Last week, I wrote that Amazon and Twitch were letting some people go as layoffs continue into 2024. We may now know why Twitch was cutting people. And, spoiler alert, it’s the same reason we’ve heard since it was acquired by Amazon.
Twitch CEO Dan Clancy hopped on his channel and led a Q&A with the community a few days ago.
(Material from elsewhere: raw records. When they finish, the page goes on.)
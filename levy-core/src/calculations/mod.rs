//! Levy arithmetic.
//!
//! Money is carried as [`rust_decimal::Decimal`] end to end and rounded to
//! cents only at the final tax-share step.

pub mod common;
pub mod levy;

pub use levy::{
    DEFAULT_MILLAGE_RATE, LevyCalculator, LevyOverflow, compute_tax_share, manual_taxable_value,
};
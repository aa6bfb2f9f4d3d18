use async_trait::async_trait;
use levy_core::lookup::{LookupConfig, LookupError, LookupFactory, PropertyLookup};

use crate::client::ArcGisClient;

/// [`LookupFactory`] for ArcGIS FeatureServer layers.
///
/// ```rust
/// use levy_core::lookup::LookupRegistry;
/// use levy_arcgis::ArcGisLookupFactory;
///
/// let registry = LookupRegistry::new().with(ArcGisLookupFactory);
/// assert_eq!(registry.backend_names(), vec!["arcgis"]);
/// ```
pub struct ArcGisLookupFactory;

#[async_trait]
impl LookupFactory for ArcGisLookupFactory {
    fn backend_name(&self) -> &'static str {
        "arcgis"
    }

    async fn create(&self, config: &LookupConfig) -> Result<Box<dyn PropertyLookup>, LookupError> {
        Ok(Box::new(ArcGisClient::new(config)?))
    }
}
use async_trait::async_trait;
use thiserror::Error;

use crate::models::{AddressSuggestion, PropertyRecord};

#[derive(Debug, Clone, Error, PartialEq, Eq)]
pub enum LookupError {
    /// No feature matched, or none carried the required attributes.
    #[error("No matching property")]
    NotFound,

    #[error("Transport error: {0}")]
    Transport(String),

    #[error("Invalid response: {0}")]
    InvalidResponse(String),

    #[error("Configuration error: {0}")]
    Configuration(String),
}

/// Read-only access to county property records.
///
/// Implementations make no retries; each call reports failure once.
#[async_trait]
pub trait PropertyLookup: Send + Sync {
    async fn lookup_by_parcel_id(&self, parcel_id: &str) -> Result<PropertyRecord, LookupError>;

    async fn lookup_by_address(&self, address: &str) -> Result<PropertyRecord, LookupError>;

    /// Addresses containing `query`, for autocomplete. An empty list is a
    /// normal outcome, not [`LookupError::NotFound`].
    async fn suggest_addresses(&self, query: &str)
    -> Result<Vec<AddressSuggestion>, LookupError>;
}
He wanted to explain his reasonings for letting go 500 people.
We’ve implied this before where we say we need to run it sustainably, but I’ll be blunt: we aren’t profitable at this point.”
Twitch CEO Dan Clancy
He states: “Amazon has been extremely supportive of Twitch and a big thing for being sustainable over time is ensuring that we don’t lose money.”
If you recall, in an internal memo to staff, Clancy stated that the company is “still meaningfully larger than it needs to be given the size of our business.”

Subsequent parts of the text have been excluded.